Instructions for the task
Return exactly the span of lines in the following data that opens with the line containing "let file = File::open(path)?;" and closes with the line containing "let mut format = probed.format;". Include nothing else.

Available data
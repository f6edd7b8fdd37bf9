//! Transcript types.

/// A segment of transcribed speech
#[derive(Debug, Clone, PartialEq)]
pub struct TranscriptSegment {
    /// Segment index within the transcript
    pub id: usize,
    /// Start time in seconds
    pub start: f64,
    /// End time in seconds
    pub end: f64,
    /// Transcribed text, as emitted by Whisper (usually with a leading space)
    pub text: String,
}

/// Complete output of a transcription run
#[derive(Debug, Clone, Default)]
pub struct Transcript {
    /// Full text (all segments concatenated)
    pub text: String,
    /// All segments, in order
    pub segments: Vec<TranscriptSegment>,
    /// Language used for decoding
    pub language: Option<String>,
}

impl Transcript {
    pub fn new(text: impl Into<String>, segments: Vec<TranscriptSegment>) -> Self {
        Self {
            text: text.into(),
            segments,
            language: None,
        }
    }

    /// Build a transcript whose text is the concatenation of its segments
    pub fn from_segments(segments: Vec<TranscriptSegment>, language: Option<String>) -> Self {
        let text = segments
            .iter()
            .map(|s| s.text.as_str())
            .collect::<String>()
            .trim()
            .to_string();

        Self {
            text,
            segments,
            language,
        }
    }

    /// Number of whitespace-delimited words in the full text
    pub fn word_count(&self) -> usize {
        self.text.split_whitespace().count()
    }

    /// Audio duration in seconds, taken from the end of the last segment
    pub fn duration_secs(&self) -> f64 {
        self.segments.last().map(|s| s.end).unwrap_or(0.0)
    }
}
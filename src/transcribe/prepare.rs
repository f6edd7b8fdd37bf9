use std::fs::File;
use std::io;
use std::path::Path;
use rubato::{
    Resampler, SincFixedIn, SincInterpolationParameters, SincInterpolationType, WindowFunction,
};
use symphonia::core::audio::SampleBuffer;
use symphonia::core::codecs::{CODEC_TYPE_NULL, DecoderOptions};
use symphonia::core::errors::Error as SymphoniaError;
use symphonia::core::formats::FormatOptions;
use symphonia::core::io::MediaSourceStream;
use symphonia::core::meta::MetadataOptions;
use symphonia::core::probe::Hint;
use thiserror::Error;
use tracing::{debug, info, warn};

/// Whisper's required sample rate
pub const WHISPER_SAMPLE_RATE: u32 = 16000;

#[derive(Error, Debug)]
pub enum AudioError {
    #[error("IO error: {0}")]
    Io(#[from] io::Error),
    #[error("Failed to decode audio: {0}")]
    Decode(#[from] SymphoniaError),
    #[error("No decodable audio track found")]
    NoAudioTrack,
    #[error("Audio track does not declare a sample rate")]
    UnknownSampleRate,
    #[error("Failed to resample audio: {0}")]
    Resample(String),
    #[error("No audio data found in file")]
    NoAudioData,
}

/// Audio data prepared for Whisper transcription
#[derive(Debug, Clone)]
pub struct PreparedAudio {
    /// Audio samples at 16kHz mono, normalized to [-1.0, 1.0]
    pub samples_16khz: Vec<f32>,
    /// Sample rate of the source file
    pub source_sample_rate: u32,
    /// Channel count of the source file
    pub source_channels: usize,
    /// Duration in seconds
    pub duration_secs: f32,
}

/// Decode an audio file into 16kHz mono samples.
///
/// The container and codec are probed by symphonia; the file extension is
/// only used as a hint.
pub fn load_audio_file(path: &Path) -> Result<PreparedAudio, AudioError> {
    let file = File::open(path)?;
    let mss = MediaSourceStream::new(Box::new(file), Default::default());

    let mut hint = Hint::new();
    if let Some(ext) = path.extension().and_then(|e| e.to_str()) {
        hint.with_extension(ext);
    }

    let probed = symphonia::default::get_probe().format(
        &hint,
        mss,
        &FormatOptions::default(),
        &MetadataOptions::default(),
    )?;
    let mut format = probed.format;

    let track = format
        .tracks()
        .iter()
        .find(|t| t.codec_params.codec != CODEC_TYPE_NULL)
        .ok_or(AudioError::NoAudioTrack)?;
    let track_id = track.id;
    let source_sample_rate = track
        .codec_params
        .sample_rate
        .ok_or(AudioError::UnknownSampleRate)?;

    let mut decoder = symphonia::default::get_codecs()
        .make(&track.codec_params, &DecoderOptions::default())?;

    let mut mono = Vec::new();
    let mut source_channels = 1;

    loop {
        let packet = match format.next_packet() {
            Ok(packet) => packet,
            Err(SymphoniaError::IoError(e)) if e.kind() == io::ErrorKind::UnexpectedEof => break,
            Err(e) => return Err(e.into()),
        };

        if packet.track_id() != track_id {
            continue;
        }

        match decoder.decode(&packet) {
            Ok(decoded) => {
                let spec = *decoded.spec();
                let channels = spec.channels.count().max(1);
                source_channels = channels;

                let mut buf = SampleBuffer::<f32>::new(decoded.capacity() as u64, spec);
                buf.copy_interleaved_ref(decoded);
                mono.extend(downmix_to_mono(buf.samples(), channels));
            }
            Err(SymphoniaError::DecodeError(e)) => {
                // A corrupt packet is skipped, the rest of the stream is still usable
                warn!("Skipping undecodable packet: {}", e);
            }
            Err(e) => return Err(e.into()),
        }
    }

    if mono.is_empty() {
        return Err(AudioError::NoAudioData);
    }

    debug!(
        "Decoded {} samples at {}Hz ({} channel(s))",
        mono.len(),
        source_sample_rate,
        source_channels
    );

    let samples_16khz = resample_to_16k(&mono, source_sample_rate)?;
    let duration_secs = samples_16khz.len() as f32 / WHISPER_SAMPLE_RATE as f32;

    info!(
        "Prepared {:?}: {:.1}s of audio ({}Hz -> {}Hz)",
        path.file_name().unwrap_or_default(),
        duration_secs,
        source_sample_rate,
        WHISPER_SAMPLE_RATE
    );

    Ok(PreparedAudio {
        samples_16khz,
        source_sample_rate,
        source_channels,
        duration_secs,
    })
}

/// Average interleaved frames down to a single channel
fn downmix_to_mono(interleaved: &[f32], channels: usize) -> Vec<f32> {
    if channels <= 1 {
        return interleaved.to_vec();
    }

    interleaved
        .chunks_exact(channels)
        .map(|frame| frame.iter().sum::<f32>() / channels as f32)
        .collect()
}

/// Frames fed to the resampler per call
const RESAMPLE_CHUNK_FRAMES: usize = 4096;

/// Resample mono samples to Whisper's 16kHz.
///
/// Works through the input in fixed-size chunks so long recordings are not
/// copied into one resampler buffer. The filter delay is trimmed and the
/// output is cut to the exact resampled length.
fn resample_to_16k(samples: &[f32], from_sample_rate: u32) -> Result<Vec<f32>, AudioError> {
    if from_sample_rate == WHISPER_SAMPLE_RATE {
        return Ok(samples.to_vec());
    }

    let params = SincInterpolationParameters {
        sinc_len: 256,
        f_cutoff: 0.95,
        interpolation: SincInterpolationType::Linear,
        oversampling_factor: 256,
        window: WindowFunction::BlackmanHarris2,
    };

    let ratio = WHISPER_SAMPLE_RATE as f64 / from_sample_rate as f64;
    let mut resampler = SincFixedIn::<f32>::new(ratio, 2.0, params, RESAMPLE_CHUNK_FRAMES, 1)
        .map_err(|e| AudioError::Resample(e.to_string()))?;

    let expected_len = (samples.len() as f64 * ratio).round() as usize;
    let delay = resampler.output_delay();
    let mut resampled = Vec::with_capacity(expected_len + delay + resampler.output_frames_max());

    let mut chunks = samples.chunks_exact(RESAMPLE_CHUNK_FRAMES);
    for chunk in &mut chunks {
        let waves_out = resampler
            .process(&[chunk][..], None)
            .map_err(|e| AudioError::Resample(e.to_string()))?;
        resampled.extend_from_slice(&waves_out[0]);
    }

    let tail = chunks.remainder();
    if !tail.is_empty() {
        let waves_out = resampler
            .process_partial(Some(&[tail][..]), None)
            .map_err(|e| AudioError::Resample(e.to_string()))?;
        resampled.extend_from_slice(&waves_out[0]);
    }

    // Flush the samples still held back by the filter delay
    while resampled.len() < expected_len + delay {
        let waves_out = resampler
            .process_partial(None::<&[&[f32]]>, None)
            .map_err(|e| AudioError::Resample(e.to_string()))?;
        if waves_out[0].is_empty() {
            break;
        }
        resampled.extend_from_slice(&waves_out[0]);
    }

    resampled.drain(..delay.min(resampled.len()));
    resampled.truncate(expected_len);

    Ok(resampled)
}

#[cfg(test)]
mod tests {
    use super::*;
    use std::path::PathBuf;

    fn write_wav(dir: &Path, name: &str, sample_rate: u32, channels: u16, frames: usize) -> PathBuf {
        let path = dir.join(name);
        let spec = hound::WavSpec {
            channels,
            sample_rate,
            bits_per_sample: 16,
            sample_format: hound::SampleFormat::Int,
        };
        let mut writer = hound::WavWriter::create(&path, spec).unwrap();
        for i in 0..frames {
            let value = ((i as f32 * 0.05).sin() * 8000.0) as i16;
            for _ in 0..channels {
                writer.write_sample(value).unwrap();
            }
        }
        writer.finalize().unwrap();
        path
    }

    #[test]
    fn test_downmix_stereo() {
        let mono = downmix_to_mono(&[0.5, -0.5, 1.0, 0.0], 2);
        assert_eq!(mono, vec![0.0, 0.5]);
    }

    #[test]
    fn test_downmix_mono_passthrough() {
        let mono = downmix_to_mono(&[0.1, 0.2, 0.3], 1);
        assert_eq!(mono, vec![0.1, 0.2, 0.3]);
    }

    #[test]
    fn test_load_16k_mono_wav() {
        let dir = tempfile::tempdir().unwrap();
        let path = write_wav(dir.path(), "speech.wav", 16000, 1, 16000);

        let audio = load_audio_file(&path).unwrap();

        assert_eq!(audio.source_sample_rate, 16000);
        assert_eq!(audio.source_channels, 1);
        assert_eq!(audio.samples_16khz.len(), 16000);
        assert!((audio.duration_secs - 1.0).abs() < 0.001);
        assert!(audio.samples_16khz.iter().all(|s| (-1.0..=1.0).contains(s)));
    }

    #[test]
    fn test_load_stereo_wav_is_resampled() {
        let dir = tempfile::tempdir().unwrap();
        let path = write_wav(dir.path(), "call.wav", 8000, 2, 8000);

        let audio = load_audio_file(&path).unwrap();

        assert_eq!(audio.source_sample_rate, 8000);
        assert_eq!(audio.source_channels, 2);
        assert_eq!(audio.samples_16khz.len(), 16000);
        assert!((audio.duration_secs - 1.0).abs() < 0.001);
    }

    #[test]
    fn test_resample_spans_many_chunks_with_tail() {
        // 3.5 chunks at 44.1kHz, so the last call is a partial one
        let frames = RESAMPLE_CHUNK_FRAMES * 3 + RESAMPLE_CHUNK_FRAMES / 2;
        let samples: Vec<f32> = (0..frames).map(|i| (i as f32 * 0.01).sin() * 0.5).collect();

        let resampled = resample_to_16k(&samples, 44100).unwrap();

        let expected = (frames as f64 * 16000.0 / 44100.0).round() as usize;
        assert_eq!(resampled.len(), expected);
        assert!(resampled.iter().all(|s| s.is_finite() && s.abs() <= 1.0));
    }

    #[test]
    fn test_resample_shorter_than_one_chunk() {
        let samples = vec![0.25f32; 1000];

        let resampled = resample_to_16k(&samples, 48000).unwrap();

        assert_eq!(resampled.len(), 333);
    }

    #[test]
    fn test_resample_noop_at_16k() {
        let samples = vec![0.1f32, -0.1, 0.2];
        assert_eq!(resample_to_16k(&samples, 16000).unwrap(), samples);
    }

    #[test]
    fn test_load_missing_file() {
        let result = load_audio_file(Path::new("does/not/exist.ogg"));
        assert!(matches!(result, Err(AudioError::Io(_))));
    }

    #[test]
    fn test_load_garbage_file() {
        let dir = tempfile::tempdir().unwrap();
        let path = dir.path().join("notes.ogg");
        std::fs::write(&path, b"definitely not audio").unwrap();

        assert!(load_audio_file(&path).is_err());
    }
}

Response to this task
    let file = File::open(path)?;
    let mss = MediaSourceStream::new(Box::new(file), Default::default());

    let mut hint = Hint::new();
    if let Some(ext) = path.extension().and_then(|e| e.to_str()) {
        hint.with_extension(ext);
    }

    let probed = symphonia::default::get_probe().format(
        &hint,
        mss,
        &FormatOptions::default(),
        &MetadataOptions::default(),
    )?;
    let mut format = probed.format;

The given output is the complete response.